The right balance needs to be achieved in terms of legislation and law to determine
how a pension trust should be run
who are the trustees with responsibilities to the members
The company pension trust is a three way integration product, with:
the company representing one component
the employee representing the second component
the trustees representing the third one
All need to interact responsibly with each other for the pension trust to work smoothly.
Regarding pension trusts, the trustees are responsible for managing the funds. They also make sure that the investments are:
sound
yield appropriate returns
take care of the well-being of existing employees and of employees who are retired.

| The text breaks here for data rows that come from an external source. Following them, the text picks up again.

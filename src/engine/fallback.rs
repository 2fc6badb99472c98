//! Deterministic fallback: bipartite perfect matching.
//!
//! Givers on one side, recipients on the other, an edge for every candidate.
//! A perfect matching in this graph is exactly a valid assignment, since
//! self and forbidden edges never enter the candidate table. Augmenting
//! paths (Kuhn's algorithm) find one in O(n · e) or show that none exists,
//! i.e. that Hall's condition fails for some set of givers.

use crate::engine::candidates::CandidateTable;

/// Find a perfect matching, as `(giver, recipient)` index pairs sorted by giver
pub(crate) fn perfect_matching(table: &CandidateTable) -> Option<Vec<(usize, usize)>> {
    let n = table.len();
    // owner[recipient] = giver currently matched to it
    let mut owner: Vec<Option<usize>> = vec![None; n];

    for giver in 0..n {
        let mut visited = vec![false; n];
        if !augment(table, giver, &mut visited, &mut owner) {
            return None;
        }
    }

    let mut pairs: Vec<(usize, usize)> = owner
        .iter()
        .enumerate()
        .filter_map(|(recipient, giver)| giver.map(|giver| (giver, recipient)))
        .collect();
    pairs.sort_unstable();
    Some(pairs)
}

fn augment(
    table: &CandidateTable,
    giver: usize,
    visited: &mut [bool],
    owner: &mut [Option<usize>],
) -> bool {
    for &recipient in table.of(giver) {
        if visited[recipient] {
            continue;
        }
        visited[recipient] = true;

        let free = match owner[recipient] {
            None => true,
            Some(current) => augment(table, current, visited, owner),
        };
        if free {
            owner[recipient] = Some(giver);
            return true;
        }
    }
    false
}

// ============================================================================
// Unit Tests
// ============================================================================

#[cfg(test)]
mod tests {
    use super::*;
    use crate::types::{Participant, ParticipantKey, Restrictions};

    fn people(n: usize) -> Vec<Participant> {
        (0..n)
            .map(|i| Participant::new(i as u64 + 1, &format!("p{i}")).unwrap())
            .collect()
    }

    fn key(i: usize) -> ParticipantKey {
        ParticipantKey::new(&format!("p{i}")).unwrap()
    }

    #[test]
    fn test_matching_two_cycle() {
        let table = CandidateTable::build(&people(2), &Restrictions::new()).unwrap();
        assert_eq!(perfect_matching(&table), Some(vec![(0, 1), (1, 0)]));
    }

    #[test]
    fn test_matching_respects_candidates() {
        let p = people(4);
        let mut restrictions = Restrictions::new();
        restrictions.forbid_mutual(key(0), key(1));
        restrictions.forbid_mutual(key(2), key(3));
        let table = CandidateTable::build(&p, &restrictions).unwrap();

        let pairs = perfect_matching(&table).expect("a matching exists");
        assert_eq!(pairs.len(), 4);
        for &(giver, recipient) in &pairs {
            assert!(table.of(giver).contains(&recipient));
        }
        let mut recipients: Vec<usize> = pairs.iter().map(|p| p.1).collect();
        recipients.sort_unstable();
        assert_eq!(recipients, vec![0, 1, 2, 3]);
    }

    #[test]
    fn test_matching_detects_hall_violation() {
        // p0 and p1 compete for p2 alone
        let p = people(3);
        let mut restrictions = Restrictions::new();
        restrictions.forbid_mutual(key(0), key(1));
        let table = CandidateTable::build(&p, &restrictions).unwrap();

        assert_eq!(perfect_matching(&table), None);
    }

    #[test]
    fn test_matching_requires_reassignment() {
        // p0 first takes p1; p2 can only be served once p0 moves to p2
        let p = people(3);
        let mut restrictions = Restrictions::new();
        restrictions.forbid(key(1), key(2));
        let table = CandidateTable::build(&p, &restrictions).unwrap();

        assert_eq!(
            perfect_matching(&table),
            Some(vec![(0, 2), (1, 0), (2, 1)])
        );
    }
}
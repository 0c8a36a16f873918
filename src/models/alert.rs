//! Alert model

use async_trait::async_trait;
use chrono::{DateTime, Utc};
use serde::Deserialize;
use sqlx::{FromRow, PgPool};
use uuid::Uuid;
use validator::Validate;

use crate::logic::alerts::{AlertRecord, AlertStore, NewAlert};
use crate::logic::reports::StoreError;
use crate::logic::risk::{AssessmentSource, RiskLevel};

#[derive(Debug, Clone, FromRow)]
pub struct Alert {
    pub id: Uuid,
    pub location_name: String,
    pub risk_level: String,
    pub message: String,
    pub recipient: Option<String>,
    pub source: Option<String>,
    pub sent_at: DateTime<Utc>,
}

impl Alert {
    pub fn into_record(self) -> AlertRecord {
        AlertRecord {
            id: self.id,
            location_name: self.location_name,
            risk_level: RiskLevel::from_label(&self.risk_level),
            message: self.message,
            recipient: self.recipient,
            source: self.source.as_deref().and_then(AssessmentSource::parse),
            sent_at: self.sent_at,
        }
    }
}

/// Manual alert submission
#[derive(Debug, Deserialize, Validate)]
pub struct AlertCreate {
    #[validate(length(min = 1, max = 255))]
    pub location_name: String,
    pub risk_level: RiskLevel,
    #[validate(length(min = 1, max = 2000))]
    pub message: String,
    #[validate(length(max = 255))]
    pub recipient: Option<String>,
    pub source: Option<AssessmentSource>,
}

impl From<AlertCreate> for NewAlert {
    fn from(req: AlertCreate) -> Self {
        NewAlert {
            location_name: req.location_name,
            risk_level: req.risk_level,
            message: req.message,
            recipient: req.recipient,
            source: req.source,
        }
    }
}

#[derive(Debug, Deserialize, Default)]
pub struct AlertFilter {
    pub limit: Option<i64>,
}

// ============================================================================
// POSTGRES STORE
// ============================================================================

#[derive(Clone)]
pub struct PgAlertStore {
    pool: PgPool,
}

impl PgAlertStore {
    pub fn new(pool: PgPool) -> Self {
        Self { pool }
    }
}

#[async_trait]
impl AlertStore for PgAlertStore {
    async fn insert(&self, alert: NewAlert) -> Result<AlertRecord, StoreError> {
        let row = sqlx::query_as::<_, Alert>(
            r#"
            INSERT INTO alerts (location_name, risk_level, message, recipient, source, sent_at)
            VALUES ($1, $2, $3, $4, $5, NOW())
            RETURNING *
            "#
        )
        .bind(&alert.location_name)
        .bind(alert.risk_level.as_str())
        .bind(&alert.message)
        .bind(&alert.recipient)
        .bind(alert.source.map(|s| s.as_str()))
        .fetch_one(&self.pool)
        .await?;

        Ok(row.into_record())
    }

    async fn recent(&self, limit: i64) -> Result<Vec<AlertRecord>, StoreError> {
        let rows = sqlx::query_as::<_, Alert>(
            "SELECT * FROM alerts ORDER BY sent_at DESC LIMIT $1"
        )
        .bind(limit)
        .fetch_all(&self.pool)
        .await?;

        Ok(rows.into_iter().map(Alert::into_record).collect())
    }
}

#[cfg(test)]
mod tests {
    use super::*;

    #[test]
    fn test_row_conversion() {
        let row = Alert {
            id: Uuid::new_v4(),
            location_name: "Bellandur, Bengaluru".to_string(),
            risk_level: "High".to_string(),
            message: "Severe Flood Warning".to_string(),
            recipient: None,
            source: Some("hybrid-historical".to_string()),
            sent_at: Utc::now(),
        };
        let record = row.into_record();
        assert_eq!(record.risk_level, RiskLevel::High);
        assert_eq!(record.source, Some(AssessmentSource::HybridHistorical));
    }

    #[test]
    fn test_unknown_source_is_dropped() {
        assert_eq!(AssessmentSource::parse("satellite"), None);
        assert_eq!(AssessmentSource::parse("manual-override"), Some(AssessmentSource::ManualOverride));
    }
}
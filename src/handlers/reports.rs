//! Reports handlers

use std::sync::Arc;

use axum::{extract::{Query, State}, http::StatusCode, Json};
use chrono::Utc;
use validator::Validate;

use crate::logic::location::Coordinate;
use crate::logic::nlp::analyze_description;
use crate::logic::reports::NewReport;
use crate::models::{NearbyQuery, NearbyResponse, ReportCreate, ReportResponse};
use crate::{AppResult, AppState};

/// Submit a report; risk assessment + alerting run in the background
pub async fn create(
    State(state): State<AppState>,
    Json(req): Json<ReportCreate>,
) -> AppResult<(StatusCode, Json<ReportResponse>)> {
    req.validate()?;
    let coordinate = Coordinate::new(req.latitude, req.longitude)?;

    let record = state.reports
        .insert(NewReport {
            coordinate,
            nlp_analysis: analyze_description(&req.description),
            description: req.description,
            water_level: req.water_level,
            created_at: Utc::now(),
        })
        .await?;

    tracing::info!("Report {} stored at {}", record.id, coordinate);

    let assessor = Arc::clone(&state.assessor);
    let alerts = Arc::clone(&state.alerts);
    let description = record.description.clone();
    tokio::spawn(async move {
        alerts.assess_and_alert(&assessor, coordinate, &description).await;
    });

    Ok((
        StatusCode::CREATED,
        Json(ReportResponse {
            message: "Report received and analyzed successfully!".to_string(),
            data: record,
        }),
    ))
}

/// Recent report count + threshold verdict around a point
pub async fn nearby(
    State(state): State<AppState>,
    Query(query): Query<NearbyQuery>,
) -> AppResult<Json<NearbyResponse>> {
    let coordinate = Coordinate::new(query.lat, query.lon)?;
    let nearby = state.assessor.count_recent_nearby(coordinate).await;
    let counter = state.assessor.counter();

    Ok(Json(NearbyResponse {
        latitude: coordinate.latitude(),
        longitude: coordinate.longitude(),
        count: nearby.count,
        threshold_assessment: nearby.threshold_assessment,
        window_hours: counter.window().num_hours(),
        radius_km: counter.radius_km(),
    }))
}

Trustees also ensure risk free investment return of their employees.
At the time of retirement, or death in service, the trustees are responsible for deciding where and to whom the money is to be paid. If an employee prefers a pension transfer, the trust must also be involved in:
acquiring a transfer value
helping to facilitate the transfer
A trustees' obligations are clearly cut out, but they must also exercise prudence whenever there are claims or disputes pertaining to the other two parties.